Glenn Warner Soccer Facility
- Interactive map of Glenn Warner Soccer Facility
- Full name: Warner Stadium
- Address: Annapolis, MD United States
- Coordinates: 38°59′3″N 76°28′54″W﻿ / ﻿38.98417°N 76.48167°W
- Owner: United States Naval Academy
- Operator: USNA Athletics
- Capacity: 2,500
- Type: Stadium
- Surface: Bermuda grass
- Current use: Soccer

Construction
- Opened: 2002; 24 years ago
- Cost: $4.2 million
- Architects: Cochran, Stephenson & Donkervoet, Inc., Architects

Tenants
- Navy Midshipmen (NCAA) teams:; men's and women's soccer;

Website
- navysports.com/glenn-warner-facility

= Glenn Warner Soccer Facility =

Soccer stadium at the United States Naval Academy in Annapolis, Maryland

The Glenn Warner Soccer Facility is a soccer-specific stadium at the United States Naval Academy in Annapolis, Maryland.

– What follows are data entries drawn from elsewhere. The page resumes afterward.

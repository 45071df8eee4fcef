//! Round Definitions
//!
//! What a built round looks like, and what the caller must persist.

use chrono::{DateTime, Utc};
use serde::{Serialize, Deserialize};

use crate::core::hash::{StateHash, StateHasher, compute_round_hash};
use crate::rotation::player::{Player, PlayerId};
use crate::rotation::splitter::{Team, TeamSplit};

// =============================================================================
// MATCH
// =============================================================================

/// One court's two-versus-two match.
#[derive(Clone, Debug, PartialEq, Serialize, Deserialize)]
pub struct Match {
    /// Court number (1-based, sequential per round)
    pub court: u32,

    /// First team
    pub team1: Team,

    /// Second team
    pub team2: Team,

    /// Mean skill of team1
    pub avg1: f64,

    /// Mean skill of team2
    pub avg2: f64,
}

impl Match {
    /// Build a match from a chosen split.
    pub fn from_split(court: u32, split: TeamSplit) -> Self {
        Self {
            court,
            team1: split.team1,
            team2: split.team2,
            avg1: split.avg1,
            avg2: split.avg2,
        }
    }

    /// All four players, team1 first.
    pub fn players(&self) -> impl Iterator<Item = &Player> {
        self.team1.iter().chain(self.team2.iter())
    }

    /// Does this match involve the given player?
    pub fn involves(&self, id: &PlayerId) -> bool {
        self.players().any(|p| p.id == *id)
    }

    fn hash_into(&self, hasher: &mut StateHasher) {
        hasher.update_u32(self.court);
        for p in self.players() {
            p.hash_into(hasher);
        }
    }
}

// =============================================================================
// ROUND
// =============================================================================

/// A fully built round.
#[derive(Clone, Debug, Serialize, Deserialize)]
pub struct Round {
    /// Round number (1-based)
    pub number: u32,

    /// Matches in court order
    pub matches: Vec<Match>,

    /// Present players sitting this round out
    pub benched: Vec<Player>,

    /// Selected to play but left without a court
    pub unassigned: Vec<Player>,

    /// When the round was built
    pub built_at: DateTime<Utc>,
}

impl Round {
    /// Number of courts in use.
    pub fn court_count(&self) -> usize {
        self.matches.len()
    }

    /// Find the match a player is on, if any.
    pub fn match_for(&self, id: &PlayerId) -> Option<&Match> {
        self.matches.iter().find(|m| m.involves(id))
    }

    /// Hash the round for replay verification.
    ///
    /// Covers the round number, every court's line-up and the bench. The
    /// build timestamp is excluded.
    pub fn compute_hash(&self) -> StateHash {
        compute_round_hash(self.number, |hasher| {
            hasher.update_len(self.matches.len());
            for m in &self.matches {
                m.hash_into(hasher);
            }
            hasher.update_len(self.benched.len());
            for p in &self.benched {
                hasher.update_uuid(p.id.as_bytes());
            }
            hasher.update_len(self.unassigned.len());
            for p in &self.unassigned {
                hasher.update_uuid(p.id.as_bytes());
            }
        })
    }
}

// =============================================================================
// PERSISTENCE DELTAS
// =============================================================================

/// Counter updates the caller must apply to the player store.
#[derive(Clone, Debug, Default, PartialEq, Eq, Serialize, Deserialize)]
pub struct PersistenceDeltas {
    /// Round number to write as `last_played_round`
    pub round: u32,

    /// Every player selected to play (courted or not)
    pub played: Vec<PlayerId>,

    /// Every benched player; `bench_count += 1`
    pub benched: Vec<PlayerId>,
}

impl PersistenceDeltas {
    /// Nothing to write?
    pub fn is_empty(&self) -> bool {
        self.played.is_empty() && self.benched.is_empty()
    }
}

/// Everything `build_round` hands back.
#[derive(Clone, Debug)]
pub struct RoundOutcome {
    /// The round to display
    pub round: Round,

    /// Counter updates to persist
    pub deltas: PersistenceDeltas,
}

#[cfg(test)]
mod tests {
    use super::*;
    use crate::rotation::player::Gender;

    fn p(n: u8, skill: u32) -> Player {
        Player::new(PlayerId::new([n; 16]), format!("P{n}"), Gender::Male, skill)
    }

    fn sample_round(number: u32) -> Round {
        Round {
            number,
            matches: vec![Match {
                court: 1,
                team1: [p(1, 4), p(2, 2)],
                team2: [p(3, 3), p(4, 3)],
                avg1: 3.0,
                avg2: 3.0,
            }],
            benched: vec![p(5, 1)],
            unassigned: vec![],
            built_at: Utc::now(),
        }
    }

    #[test]
    fn test_match_for() {
        let round = sample_round(1);
        assert_eq!(round.match_for(&PlayerId::new([3; 16])).map(|m| m.court), Some(1));
        assert!(round.match_for(&PlayerId::new([5; 16])).is_none());
        assert_eq!(round.court_count(), 1);
    }

    #[test]
    fn test_hash_ignores_timestamp() {
        let a = sample_round(1);
        let mut b = sample_round(1);
        b.built_at = a.built_at + chrono::Duration::seconds(30);
        assert_eq!(a.compute_hash(), b.compute_hash());
    }

    #[test]
    fn test_hash_sensitive_to_lineup() {
        let a = sample_round(1);
        let mut b = sample_round(1);
        b.matches[0].team1.swap(0, 1);
        assert_ne!(a.compute_hash(), b.compute_hash());
        assert_ne!(a.compute_hash(), sample_round(2).compute_hash());
    }

    #[test]
    fn test_round_serializes() {
        let round = sample_round(3);
        let json = serde_json::to_string(&round).unwrap();
        let back: Round = serde_json::from_str(&json).unwrap();
        assert_eq!(back.number, 3);
        assert_eq!(back.matches, round.matches);
    }
}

The college soccer facility is named for beloved longtime coach Glenn Warner, who leaded the soccer team from 1942 to 1975, even winning a national title in 1964.

Opened in 2002, the stadium serves as home venue to the Navy Midshipmen men's and women's soccer teams.

It was the site of Crystal Palace Baltimore's first-ever match, a 3–1 loss to its parent club on July 15, 2006.